Há sinais de que o crescimento da epidemia nas últimas semanas perdeu, de fato, força, mas o médico epidemiologista e secretário-adjunto da Secretaria Municipal da Saúde (SMS), Natan Katz concorda que não há como falar em platô da curva — ou seja, que foi atingido o topo e não haverá mais subida por um tempo — na capital gaúcha.
Na primeira semana de julho, ele diz, o tempo médio para que o número de internados em UTIs dobrasse era de 16 dias. Na semana seguinte, aumentou para 21 dias e, na última semana, cresceu para 27 dias. Ele deve isso às medidas de restrição implementadas pela prefeitura.
O trem está indo para o precipício: a gente continua construindo trilhos com a abertura de leitos, mas o único jeito de segurar esse trem é freá-lo com a redução da mobilidade.
NATAN KATZ
Secretário-adjunto da Secretaria Municipal da Saúde (SMS)
— Está reduzindo a velocidade de crescimento das internações nas últimas três semanas, mas ainda não em velocidade confortável.
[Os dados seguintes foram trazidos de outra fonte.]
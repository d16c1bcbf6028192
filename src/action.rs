// Terminal action for a decoded payload: open it as a URI with whatever the host has
// registered for its scheme.

use log::{debug, info};

use crate::error::{Error, Result};

/// Something the host can do with a payload.
pub trait Action {
    fn invoke(self: Box<Self>) -> Result<()>;
}

pub trait ActionResolver {
    /// None when the payload isn't something the host can handle.
    fn resolve(&self, payload: &str) -> Option<Box<dyn Action>>;
}

/// The URI scheme of `text` per RFC 3986 (`ALPHA *( ALPHA / DIGIT / "+" / "-" / "." ) ":"`),
/// lowercased. None for plain text.
pub fn uri_scheme(text: &str) -> Option<String> {
    let (scheme, rest) = text.split_once(':')?;
    let mut chars = scheme.chars();
    let first = chars.next()?;
    if !first.is_ascii_alphabetic() {
        return None;
    }
    if !chars.all(|c| c.is_ascii_alphanumeric() || matches!(c, '+' | '-' | '.')) {
        return None;
    }
    if rest.is_empty() {
        return None;
    }
    Some(scheme.to_ascii_lowercase())
}

/// Resolves payloads whose scheme is in the allowed list and opens them with the OS handler.
pub struct SystemOpener {
    schemes: Vec<String>,
}

impl SystemOpener {
    pub fn new(schemes: impl IntoIterator<Item = String>) -> Self {
        Self { schemes: schemes.into_iter().map(|s| s.to_ascii_lowercase()).collect() }
    }
}

impl ActionResolver for SystemOpener {
    fn resolve(&self, payload: &str) -> Option<Box<dyn Action>> {
        let uri = payload.trim();
        let scheme = uri_scheme(uri)?;
        if !self.schemes.contains(&scheme) {
            debug!("no handler registered for scheme '{scheme}'");
            return None;
        }
        Some(Box::new(OpenUri { uri: uri.to_string() }))
    }
}

struct OpenUri {
    uri: String,
}

impl Action for OpenUri {
    fn invoke(self: Box<Self>) -> Result<()> {
        info!("opening {}", self.uri);
        open::that(&self.uri).map_err(|e| Error::UnresolvableResult(format!("{}: {e}", self.uri)))
    }
}

#[cfg(test)]
mod tests {
    use super::*;

    #[test]
    fn schemes_are_parsed() {
        assert_eq!(uri_scheme("https://example.com").as_deref(), Some("https"));
        assert_eq!(uri_scheme("MAILTO:a@b.c").as_deref(), Some("mailto"));
        assert_eq!(uri_scheme("web+app:x").as_deref(), Some("web+app"));
        assert_eq!(uri_scheme("hello world"), None);
        assert_eq!(uri_scheme("1abc:def"), None);
        assert_eq!(uri_scheme("note: buy milk").as_deref(), Some("note"));
        assert_eq!(uri_scheme("two words:x"), None);
        assert_eq!(uri_scheme("https:"), None);
    }

    #[test]
    fn resolver_only_accepts_allowed_schemes() {
        let opener = SystemOpener::new(["http".to_string(), "https".to_string()]);
        assert!(opener.resolve("  https://example.com ").is_some());
        assert!(opener.resolve("ftp://example.com").is_none());
        assert!(opener.resolve("just some text").is_none());
    }
}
Em algum momento, a tendência é estabilizar, o problema é que ninguém sabe quando. A gente precisa que a estabilização ocorra dentro da capacidade de atendimento do nosso sistema hospitalar. Estamos na iminência de um colapso, é um risco alto. O trem está indo para o precipício: a gente continua construindo trilhos com a abertura de leitos, mas o único jeito de segurar esse trem é freá-lo com a redução da mobilidade. As medidas que tomamos tiveram efeito, mas aquém do necessário — comenta o secretário-adjunto da Saúde.
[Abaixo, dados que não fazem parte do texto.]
// Window + software drawing utilities.
// Visual effects provided here:
// 1) A window that is the scanner's preview surface.
// 2) Alpha-blended rectangles, discs and images on the transparent overlay layer.
// 3) Compositing that layer over the camera picture.
// 4) A small 8x8 bitmap font for the notice box.

use crate::error::Error;
use crate::types::{FrameBuffer, Rect};
use font8x8::{BASIC_FONTS, UnicodeFonts};
use minifb::{Key, KeyRepeat, Window, WindowOptions};

pub struct Drawer {
    window: Window, // the on-screen window you see
}

impl Drawer {
    /// Create a window sized to the preview surface.
    /// Visual: a new empty window appears with your chosen title.
    pub fn new(title: &str, width: usize, height: usize) -> Result<Self, Error> {
        let mut window = Window::new(title, width, height, WindowOptions::default())
            .map_err(|e| Error::WindowInit(e.to_string()))?;
        window.set_target_fps(60);
        Ok(Self { window })
    }

    /// Push the pixels for this frame to the screen.
    pub fn present(&mut self, framebuffer: &FrameBuffer) -> Result<(), Error> {
        self.window
            .update_with_buffer(&framebuffer.pixels, framebuffer.width, framebuffer.height)
            .map_err(|e| Error::WindowUpdate(e.to_string()))?;
        Ok(())
    }

    /// Returns false when the user closes the window (so we can stop the loop).
    pub fn is_open(&self) -> bool {
        self.window.is_open()
    }

    /// Whether the window has focus; losing it pauses the scan.
    pub fn is_active(&mut self) -> bool {
        self.window.is_active()
    }

    pub fn esc_pressed(&self) -> bool {
        self.window.is_key_down(Key::Escape)
    }

    /// Acknowledges the notice box.
    pub fn enter_pressed_once(&self) -> bool {
        self.window.is_key_pressed(Key::Enter, KeyRepeat::No)
    }
}

/* ---------- Pixel blending ---------- */

#[inline]
fn alpha(c: u32) -> u32 {
    c >> 24
}

/// Source-over of two 0xAARRGGBB colours (not premultiplied).
#[inline]
pub fn blend_over(dst: u32, src: u32) -> u32 {
    let sa = alpha(src);
    if sa == 0 {
        return dst;
    }
    if sa == 0xFF {
        return src;
    }
    let da = alpha(dst);
    let da_part = da * (255 - sa) / 255;
    let out_a = sa + da_part;
    if out_a == 0 {
        return 0;
    }
    let channel = |shift: u32| {
        let s = (src >> shift) & 0xFF;
        let d = (dst >> shift) & 0xFF;
        ((s * sa + d * da_part) / out_a).min(255)
    };
    (out_a << 24) | (channel(16) << 16) | (channel(8) << 8) | channel(0)
}

/// Replace the alpha byte of an 0x??RRGGBB colour.
#[inline]
pub fn with_alpha(color: u32, a: u8) -> u32 {
    ((a as u32) << 24) | (color & 0x00FF_FFFF)
}

/// Blend one ARGB pixel onto the layer if (x,y) is inside bounds.
#[inline]
fn blend_pixel(layer: &mut FrameBuffer, x: i32, y: i32, color: u32) {
    if x < 0 || y < 0 {
        return;
    }
    let (x, y) = (x as usize, y as usize);
    if x >= layer.width || y >= layer.height {
        return;
    }
    let idx = y * layer.width + x;
    layer.pixels[idx] = blend_over(layer.pixels[idx], color);
}

/// Put a pixel on the framebuffer if (x,y) is inside bounds.
#[inline]
fn put_pixel(fb: &mut FrameBuffer, x: i32, y: i32, color: u32) {
    if x < 0 || y < 0 {
        return;
    }
    let (x, y) = (x as usize, y as usize);
    if x >= fb.width || y >= fb.height {
        return;
    }
    let idx = y * fb.width + x;
    fb.pixels[idx] = color;
}

/* ---------- Shapes on the overlay layer ---------- */

/// Fill [left,right) x [top,bottom) with an ARGB colour, clipped to the layer.
/// Visual: mask bands, corner brackets and the scan line are all made of these.
pub fn fill_rect(layer: &mut FrameBuffer, left: i32, top: i32, right: i32, bottom: i32, color: u32) {
    let (l, t) = (left.max(0), top.max(0));
    let (r, b) = (right.min(layer.width as i32), bottom.min(layer.height as i32));
    for y in t..b {
        for x in l..r {
            blend_pixel(layer, x, y, color);
        }
    }
}

/// Make every pixel under `rect` fully transparent again.
pub fn clear_rect(layer: &mut FrameBuffer, rect: Rect) {
    let Some(r) = rect.clip(layer.width as i32, layer.height as i32) else {
        return;
    };
    for y in r.top..r.bottom {
        let row = y as usize * layer.width;
        layer.pixels[row + r.left as usize..row + r.right as usize].fill(0);
    }
}

/// Filled disc centered at (cx,cy); nothing outside `clip` is touched.
/// Visual: a candidate point dot.
pub fn fill_circle(layer: &mut FrameBuffer, clip: Rect, cx: f32, cy: f32, radius: f32, color: u32) {
    if radius <= 0.0 {
        return;
    }
    let r2 = radius * radius;
    let (x0, x1) = ((cx - radius).floor() as i32, (cx + radius).ceil() as i32);
    let (y0, y1) = ((cy - radius).floor() as i32, (cy + radius).ceil() as i32);
    for y in y0..=y1 {
        for x in x0..=x1 {
            let dx = x as f32 + 0.5 - cx;
            let dy = y as f32 + 0.5 - cy;
            let inside = x >= clip.left && x < clip.right && y >= clip.top && y < clip.bottom;
            if inside && dx * dx + dy * dy <= r2 {
                blend_pixel(layer, x, y, color);
            }
        }
    }
}

/// Copy an RGB image onto the layer, fully opaque, with its top-left at (x,y).
/// Visual: the frozen barcode snapshot.
pub fn blit_opaque(layer: &mut FrameBuffer, img: &FrameBuffer, x: i32, y: i32) {
    for iy in 0..img.height {
        for ix in 0..img.width {
            let rgb = img.pixels[iy * img.width + ix];
            put_pixel(layer, x + ix as i32, y + iy as i32, 0xFF00_0000 | (rgb & 0x00FF_FFFF));
        }
    }
}

/// Blend the ARGB overlay layer onto the RGB screen.
/// Visual: the camera picture shows through wherever the layer is transparent.
pub fn composite(screen: &mut FrameBuffer, layer: &FrameBuffer) {
    if screen.width != layer.width || screen.height != layer.height {
        return;
    }
    for (dst, &src) in screen.pixels.iter_mut().zip(layer.pixels.iter()) {
        let a = alpha(src);
        if a == 0 {
            continue;
        }
        let mix = |shift: u32| {
            let s = (src >> shift) & 0xFF;
            let d = (*dst >> shift) & 0xFF;
            (s * a + d * (255 - a) + 127) / 255
        };
        *dst = (mix(16) << 16) | (mix(8) << 8) | mix(0);
    }
}

/* ---------- 8x8 bitmap text ---------- */

/// Draw one glyph at (x,y), with a 1-pixel black shadow for contrast.
fn draw_char(fb: &mut FrameBuffer, x: i32, y: i32, ch: char, color: u32) {
    let Some(rows) = BASIC_FONTS.get(ch).or_else(|| BASIC_FONTS.get('?')) else {
        return;
    };
    for (pass_offset, pass_color) in [(1, 0x0000_0000), (0, color)] {
        for (ry, rowbits) in rows.iter().enumerate() {
            for rx in 0..8 {
                // font8x8 stores the leftmost pixel in bit 0
                if (rowbits >> rx) & 1 != 0 {
                    put_pixel(fb, x + rx + pass_offset, y + ry as i32 + pass_offset, pass_color);
                }
            }
        }
    }
}

/// Draw a string; each glyph is 8 pixels wide with 1 pixel of spacing.
pub fn draw_text(fb: &mut FrameBuffer, mut x: i32, y: i32, text: &str, color: u32) {
    for ch in text.chars() {
        draw_char(fb, x, y, ch, color);
        x += 9;
    }
}

/// A dark box across the lower part of the screen with a message and a hint line.
/// Visual: the scanner's equivalent of an alert dialog.
pub fn draw_notice(fb: &mut FrameBuffer, message: &str, hint: &str) {
    let h = fb.height as i32;
    let w = fb.width as i32;
    let top = h - 48;
    for y in top.max(0)..h {
        for x in 0..w {
            put_pixel(fb, x, y, 0x0020_2020);
        }
    }
    draw_text(fb, 12, top + 10, message, 0x00FF_FFFF);
    draw_text(fb, 12, top + 28, hint, 0x00B0_B0B0);
}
A alta ocupação de leitos na capital não é novidade, mas preocupa porque ocorre apesar da criação de mais de 240 leitos desde março e porque o coronavírus eleva cada vez mais a demanda. Uma vez que o paciente é hospitalizado, a média de tempo de internação e o consumo de remédios é maior. Além disso, boa parte dos hospitais não consegue mais ampliar vagas e faltam profissionais e medicamentos.
O avanço da ocupação de leitos e o baixo índice de distanciamento social na cidade levam o prefeito Nelson Marchezan (PSDB) a cogitar a adoção de um lockdown nos próximos dias. Médicos e dirigentes hospitalares vêm afirmando nos últimos dias que, apesar da expansão de vagas, há falta de profissionais e de remédios para o combate à covid-19.
Com 84,5% de ocupação, a Região Metropolitana tem a pior situação de todas as macrorregiões do Rio Grande do Sul, segundo dados do governo estadual. A Região Missioneira tinha a maior folga, com 64,2% de leitos em uso.
Na terça-feira, o índice de isolamento em Porto Alegre foi de 43%, abaixo da meta de 55%.